Neither FCX nor the Royalty Trust can predict the extent to which investor interest will lead to a liquid trading market in the royalty trust units or whether the market price of the royalty trust units will be volatile. The market price of the royalty trust units could fluctuate significantly for many reasons, including, without limitation:

    as a result of the risk factors listed in this Form 10-Q;

    the inability of the subject interests to achieve production of hydrocarbons;

reasons unrelated to operating performance, such as reports by industry analysts, investor perceptions, or negative announcements by competitors regarding their own performance;

    legal or regulatory changes that could impact the business of MMR and


16



    general economic, securities markets and industry conditions.
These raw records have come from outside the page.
//! Per-user conversation transcripts.
//!
//! Transcripts are created on first write and capped at a fixed length,
//! oldest entries dropped first. The number of users is capped too: once
//! full, recording for a new user evicts the user written least recently.
//! Nothing is persisted.

use std::sync::atomic::{AtomicU64, Ordering};

use dashmap::DashMap;
use tracing::debug;
use tutor_core::Message;

/// Maximum number of entries kept per user.
pub const MAX_HISTORY: usize = 100;

/// Maximum number of users tracked at once.
pub const MAX_USERS: usize = 10_000;

struct Transcript {
    messages: Vec<Message>,
    last_write: u64,
}

/// In-memory transcript store keyed by user id.
pub struct ConversationStore {
    conversations: DashMap<String, Transcript>,
    writes: AtomicU64,
    max_users: usize,
    max_entries: usize,
}

impl Default for ConversationStore {
    fn default() -> Self {
        Self::new()
    }
}

impl ConversationStore {
    /// Creates an empty store with [`MAX_USERS`] users of [`MAX_HISTORY`] entries.
    pub fn new() -> Self {
        Self::with_limits(MAX_USERS, MAX_HISTORY)
    }

    /// Creates an empty store holding at most `max_users` transcripts of
    /// `max_entries` each. Both limits are at least 1.
    pub fn with_limits(max_users: usize, max_entries: usize) -> Self {
        Self {
            conversations: DashMap::new(),
            writes: AtomicU64::new(0),
            max_users: max_users.max(1),
            max_entries: max_entries.max(1),
        }
    }

    /// Appends a message to the user's transcript, creating it if needed.
    pub fn record(&self, user_id: &str, message: Message) {
        if !self.conversations.contains_key(user_id) {
            while self.conversations.len() >= self.max_users {
                if !self.evict_least_recent() {
                    break;
                }
            }
        }

        let stamp = self.writes.fetch_add(1, Ordering::Relaxed);
        let mut transcript = self
            .conversations
            .entry(user_id.to_string())
            .or_insert_with(|| Transcript { messages: Vec::new(), last_write: stamp });
        transcript.last_write = stamp;
        transcript.messages.push(message);
        let overflow = transcript.messages.len().saturating_sub(self.max_entries);
        if overflow > 0 {
            transcript.messages.drain(..overflow);
        }
    }

    /// Removes the transcript with the oldest write. No map guard may be held
    /// by the caller.
    fn evict_least_recent(&self) -> bool {
        let oldest = self
            .conversations
            .iter()
            .min_by_key(|entry| entry.value().last_write)
            .map(|entry| entry.key().clone());
        match oldest {
            Some(user_id) => {
                debug!("Evicting history for {}", user_id);
                self.conversations.remove(&user_id).is_some()
            }
            None => false,
        }
    }

    /// Returns a copy of the user's transcript, empty if unknown.
    pub fn get(&self, user_id: &str) -> Vec<Message> {
        self.conversations
            .get(user_id)
            .map(|t| t.messages.clone())
            .unwrap_or_default()
    }

    /// Drops the user's transcript. Returns false if there was none.
    pub fn clear(&self, user_id: &str) -> bool {
        self.conversations.remove(user_id).is_some()
    }

    /// Number of users with a transcript.
    pub fn user_count(&self) -> usize {
        self.conversations.len()
    }
}
//! Data transfer objects for HTTP message serialization.

use serde::{Deserialize, Serialize};
use tutor_core::Message;

/// Request body for the chat endpoint.
#[derive(Debug, Deserialize)]
pub struct ChatRequest {
    pub prompt: String,
    pub user_id: String,
}

/// Response body for the chat endpoint. `error` is only serialized when set.
#[derive(Debug, Serialize)]
pub struct ChatResponse {
    pub response: String,
    #[serde(skip_serializing_if = "std::ops::Not::not")]
    pub error: bool,
}

impl ChatResponse {
    /// Successful reply carrying the formatted completion.
    pub fn ok(response: String) -> Self {
        Self { response, error: false }
    }

    /// Failure reply; the message is prefixed with `"Error: "`.
    pub fn failed(message: impl std::fmt::Display) -> Self {
        Self { response: format!("Error: {}", message), error: true }
    }
}

/// A user's recorded transcript.
#[derive(Debug, Serialize)]
pub struct HistoryResponse {
    pub user_id: String,
    pub messages: Vec<Message>,
}

/// Response from clearing a transcript.
#[derive(Debug, Serialize)]
pub struct ClearHistoryResponse {
    pub success: bool,
}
The tax treatment of the royalty trust units is uncertain.
Although the tax treatment of overriding royalty interests in specified developed wells that have been drilled is well developed, the law is less well developed in the area of overriding royalty interests on exploration prospects that are not classified as proved, probable or possible reserves and are undeveloped wells that may be drilled in the future. As a result, there is uncertainty as to the proper tax treatment of the royalty interests held by the Royalty Trust, and counsel is unable to express any opinion as to the proper tax treatment as either a mineral royalty interest or a production payment. Based on the state of facts as of the date hereof, FCX and the Royalty Trust intend to treat the royalty trust units as mineral royalty interests for U.S. federal income tax purposes. But no ruling has been requested from the Internal Revenue Service (the “IRS”) regarding the proper treatment of the royalty trust units; therefore, there can be no assurance that the IRS will not assert, or that a court would not sustain, that the royalty trust units should be treated as “production payments” that are debt instruments for U.S. federal income tax purposes subject to the Treasury Regulations applicable to contingent payment debt instruments.
Please consult your tax advisors as to the specific tax consequences to you of the ownership and disposition of the royalty trust units, including the applicability and effect of U.S. federal, state, local and foreign income and other tax laws in light of your particular circumstances.
No assurance can be given with respect to the availability and extent of percentage depletion deductions to the Royalty Trust unitholders for any taxable year.
Payments out of production that are received by a Royalty Trust unitholder in respect of a mineral royalty interest for U.S. federal income tax purposes are taxable under current law as ordinary income subject to an allowance for cost or percentage depletion in respect of such income. The rules with respect to this depletion allowance are complex and must be computed separately by each Royalty Trust unitholder and not by the Royalty Trust for each oil or gas property. As a result, no assurance can be given, and counsel is unable to express any opinion, with respect to the availability or extent of percentage depletion deductions to the Royalty Trust unitholders for any taxable year.
The Royalty Trust and FCX encourage holders of royalty trust units to consult their own tax advisors to determine whether and to what extent percentage depletion would be available to them.
The tax treatment of an investment in royalty trust units could be affected by recent and potential legislative changes, possibly on a retroactive basis.
In taxable years beginning after December 31, 2012, an individual having modified adjusted gross income in excess of $200,000 (or $250,000 for married taxpayers filing joint returns) may be subject to a “medicare tax” equal generally to 3.8% of the lesser of such excess or the individual's net investment income, which appears to include royalty or interest income derived from investments such as the royalty trust units as well as any net gain from the disposition of royalty trust units.
In addition, beginning January 1, 2013, the highest marginal U.S. federal income tax rate applicable to ordinary income and long-term capital gains of individuals increased to 39.6% and 20%, respectively. Moreover, these rates are subject to change by new legislation at any time.
The Royalty Trust has not requested a ruling from the IRS regarding the tax treatment of ownership of the royalty trust units. If the IRS were to determine (and be sustained in that determination) that the Royalty Trust is not a “grantor trust” for federal income tax purposes, or that the royalty interests are not properly treated as mineral royalty interests for U.S. federal income tax purposes, the Royalty Trust unitholders may receive different and potentially less advantageous tax treatment.
If the Royalty Trust were not treated as a grantor trust for U.S. federal income tax purposes, the Royalty Trust should be treated as a partnership for such purposes. Although the Royalty Trust would not become subject to U.S. federal income taxation at the entity level as a result of treatment as a partnership, and items of income, gain, loss and deduction would flow through to the Royalty Trust unitholders, the Royalty Trust's tax reporting requirements would be more complex and costly to implement and maintain, and its distributions to Royalty Trust unitholders could be reduced as a result.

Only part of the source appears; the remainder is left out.